Reasons include: “psychologically unsafe work environments;” an apparent lack of dedication to improving diversity issues; and the industry’s emphasis on subjective “culture fits” that often award promotions to people who feel like the right fit, rather than to those who might be more deserving on merit.
“We have seen a strong shift in recent years towards increasing diversity in creative industries, but there is still much work to be done as we navigate our way towards a more stable, satisfied and inclusive workforce,” said AdColor founder Tiffany R. Warren.
Particularly since the death of George Floyd in 2020, which was followed by hundreds of brand and agency pledges to uphold diversity goals, many marketers have acted to establish both in-house and on-screen representation, erecting new internship programs and developing other resources to encourage more diverse candidates to join the ad world.
However, as revealed in the report, recent strides in improving equable hiring practices haven’t necessarily translated into fostering a more inviting workplace for employees of marginalized races, genders and sexual orientations.
A whopping 57% of U.S. women say they’ve experienced some form of sexual harassment at work, while more than seven-in-10 Asian Americans say they’ve encountered anti-Asian hatred since the COVID-19 pandemic began almost two years ago.
Overall, some 38% creatives of color also report that they’ve “experienced job loss due to ethnicity,” according to Harris Poll data from 2021 cited in the report—perhaps not a surprise to some in what has historically been a fairly segregated, white-dominated industry where just three-in-10 employees identify as any sort of minority.

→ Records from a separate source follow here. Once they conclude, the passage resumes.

use serde::{Deserialize, Serialize};

use self::detection::DetectionConfig;
use self::lookup::LookupConfig;
use self::provider::ProviderConfig;
use self::ui::UiConfig;

pub mod detection;
pub mod lookup;
pub mod provider;
pub mod ui;

#[derive(Serialize, Deserialize)]
pub struct Config {
    pub provider: ProviderConfig,
    pub detection: DetectionConfig,
    pub lookup: LookupConfig,
    pub ui: UiConfig,
}

impl Config {
    pub fn new() -> Self {
        Config {
            provider: ProviderConfig::new(),
            detection: DetectionConfig::new(),
            lookup: LookupConfig::new(),
            ui: UiConfig::new(),
        }
    }
}

impl Default for Config {
    fn default() -> Self {
        Self::new()
    }
}
use std::env;

use serde::{Deserialize, Serialize};

fn default_target_language() -> String {
    "en".to_string()
}

/// Bound on the joint text+audio await; 0 disables the timeout
fn default_timeout_seconds() -> u64 {
    10
}

#[derive(Serialize, Deserialize, Clone)]
#[serde(default)]
pub struct LookupConfig {
    #[serde(default = "default_target_language")]
    pub target_language: String,
    #[serde(default = "default_timeout_seconds")]
    pub timeout_seconds: u64,
}

impl LookupConfig {
    pub fn new() -> Self {
        let target_language =
            env::var("GLOSSA_TARGET_LANG").unwrap_or_else(|_| default_target_language());

        let timeout_seconds = env::var("GLOSSA_LOOKUP_TIMEOUT_SECS")
            .ok()
            .and_then(|v| v.parse().ok())
            .unwrap_or_else(default_timeout_seconds);

        Self {
            target_language,
            timeout_seconds,
        }
    }
}

impl Default for LookupConfig {
    fn default() -> Self {
        Self {
            target_language: default_target_language(),
            timeout_seconds: default_timeout_seconds(),
        }
    }
}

“The only way we can continue on the path towards inclusivity is by understanding the root causes that have left out diverse professionals for so long,” said Warren, an ad industry veteran who’s currently an executive VP and chief diversity and inclusion officer at Sony Music Group.
To remedy some of these issues, DE&I experts recommend things like providing employees access to a mentor; establishing and funding employee resource groups, or ERGs, for marginalized communities; publicly publishing your agency’s diversity data; and encouraging what the report calls a “speak-up culture.”
It also recommends against some practices, such as client-pleasing accountability. Some ad employees whose insights were used for this study, believe that social change movements like #MeToo or Black Lives Matter are only addressed “when there is a commercial benefit or they can be exploited” or monetized for “commercial gain,” the report said.
One agency employee who initially revealed their experiences as part of Digiday’s “Confessions” series is quoted in the report as recalling a senior executive who prioritized diversity-related meetings only “when a client would ask for our D&I stats,” the employee said. Key elements of workforce testimony used by AdColor, including the aforementioned quote, originated from that series.
The AdColor study, which surveyed over 500 ad industry professionals associated with the organization, will be followed by two additional DE&I-related reports due to be published later in 2022.